This can be seen in the chart below where German rates (blue line) have risen to their 2015 highs, but remain approximately 1% below their average 2012–2014 levels.

This is important as interest rates globally have been falling in line with the European moves and will likely rise with them when they sell off.

As an example, the spread between Australian 10-year bonds and German 10-year bonds has been stable at 2.00–2.50% over the past three years (green line), while over the same period Australian 10-year bonds have contracted by almost 1.50% to US 10-year bonds ( red line).

This suggests that Australian rates have been moving in line with German interest rates since 2014, rather than the United States, making the direction of European rates pivotal for how far global bonds can sell off.


A breakthrough of German 10-year rates to their 2013 levels would mean we could see another 100 basis point selloff in global bonds.

Conversely, a sign from the ECB that low rates are here to stay would imply German yields can drag global bonds 25–50 basis points lower by returning to their average of the past two years.

German bonds the key barometer of all-important ECB policy

We have seen this dynamic play out multiple times over the past few years as investors try to time when the Central Banks will end their bond-buying programs.

Typically it has paid to take a sceptical view of interest rates selling off, as Central Banks unveiled larger and larger bond-buying programs to encourage inflation.

Whether or not this is true going forward will depend on how strong the European Economy is and whether the inflationary pulse that can be seen in the US also makes it to Europe.

Without a stronger economy, the ECB will probably continue their bond-buying program and grind yields tighter. This makes the 10-year German yield an important metric to watch on how investors are reading the European situation

The virus that affects all asset classes

Charlie Jamieson, Jamieson Coote Bonds

We believe investors should consider two critical questions when building their macro market roadmaps:

  1. At what interest rate does the US Federal Reserve stop hiking funding rates?
  2. Is the recent uptick in US inflation secular or cyclical?
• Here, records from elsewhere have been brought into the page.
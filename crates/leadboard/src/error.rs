use crate::config::ConfigError;
use crate::dashboard::DashboardError;
use crate::telemetry::TelemetryError;
use axum::http::StatusCode;
use axum::response::{IntoResponse, Response};
use axum::Json;
use serde_json::json;
use std::fmt;

#[derive(Debug)]
pub enum AppError {
    Config(ConfigError),
    Telemetry(TelemetryError),
    Io(std::io::Error),
    Server(axum::Error),
    Dataset(DashboardError),
}

impl fmt::Display for AppError {
    fn fmt(&self, f: &mut fmt::Formatter<'_>) -> fmt::Result {
        match self {
            AppError::Config(err) => write!(f, "configuration error: {}", err),
            AppError::Telemetry(err) => write!(f, "telemetry error: {}", err),
            AppError::Io(err) => write!(f, "io error: {}", err),
            AppError::Server(err) => write!(f, "server error: {}", err),
            AppError::Dataset(err) => write!(f, "dashboard data error: {}", err),
        }
    }
}

impl std::error::Error for AppError {
    fn source(&self) -> Option<&(dyn std::error::Error + 'static)> {
        match self {
            AppError::Config(err) => Some(err),
            AppError::Telemetry(err) => Some(err),
            AppError::Io(err) => Some(err),
            AppError::Server(err) => Some(err),
            AppError::Dataset(err) => Some(err),
        }
    }
}

impl IntoResponse for AppError {
    fn into_response(self) -> Response {
        let status = match self {
            AppError::Dataset(_) => StatusCode::BAD_REQUEST,
            AppError::Config(_)
            | AppError::Telemetry(_)
            | AppError::Io(_)
            | AppError::Server(_) => StatusCode::INTERNAL_SERVER_ERROR,
        };

        let body = Json(json!({ "error": self.to_string() }));
        (status, body).into_response()
    }
}

impl From<ConfigError> for AppError {
    fn from(value: ConfigError) -> Self {
        Self::Config(value)
    }
}

impl From<TelemetryError> for AppError {
    fn from(value: TelemetryError) -> Self {
        Self::Telemetry(value)
    }
}

impl From<std::io::Error> for AppError {
    fn from(value: std::io::Error) -> Self {
        Self::Io(value)
    }
}

impl From<axum::Error> for AppError {
    fn from(value: axum::Error) -> Self {
        Self::Server(value)
    }
}

impl From<DashboardError> for AppError {
    fn from(value: DashboardError) -> Self {
        Self::Dataset(value)
    }
}

#[cfg(test)]
mod tests {
    use super::*;

    #[test]
    fn dataset_errors_are_client_errors() {
        let err = AppError::from(DashboardError::DataUnavailable("funnel stages"));
        let response = err.into_response();
        assert_eq!(response.status(), StatusCode::BAD_REQUEST);
    }

    #[test]
    fn config_errors_are_server_errors() {
        let response = AppError::from(ConfigError::InvalidPort).into_response();
        assert_eq!(response.status(), StatusCode::INTERNAL_SERVER_ERROR);
    }
}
Are we already at the Fed's target?

Interest rates are the virus that affects all asset classes. So, forecasting moves in US bond markets will establish clear signposts for other markets.

The 50-year chart below shows US 10-year bond yields are at, or below, funding rates at the terminal rate (see each arrow which points to the end of rate hikes). 

The Fed suggests this funding rate is 3.00% via their dot plots. With 10-years bonds already reaching 2.94% versus current funding at 1.50%, (but expected funding at 3.00%), much of the cheapening has already occurred.

Chart: US 10 year bond yields vs US Fed Funds Target Rate (1971 – 2018)

 

To get excited about the possibility of sustained higher rates beyond 3.00%, you must find a path to higher terminal rates without causing a US recession, an equity market meltdown, or a collapse in historically expensive credit markets. 

Remember, if your mortgage costs $1,000 a week at 4.00%, it costs $1500 a week at 6.00%. Rate hikes really hurt, and the pain is constant. With another six rate hikes still to come, we cannot join the economic dots to a higher terminal rate expectation.

So we feel most of the bond market cheapening is now complete for longer-dated bonds. 

Is the recent inflation pulse here to stay?

We believe US inflation is cyclical and will dissipate as the business cycle peaks and then decays via US Federal Reserve rate hikes over 2018/2019.

Whilst wage gains are a key component of inflation, equally important are tradeables inflation (via USD currency) and energy prices.

A 15% peak to trough decline in the USD has driven tradeables inflation (as seen in higher imports prices).  Interest rate differentials work over time and with the highest short-dated rates in 10 years, USD bonds should experience flows into USD assets, curtailing the inflationary pulse of a declining USD. A rise in the USD will drive negative velocity into this part of inflation modeling.

Oil’s rally from $25 to $65 has also provided positive inflation velocity (although now negative at sub $60). OPEC stands above the market with additional supply and remains motivated to keep the shale revolution mothballed hence expected velocity is mute to negative. 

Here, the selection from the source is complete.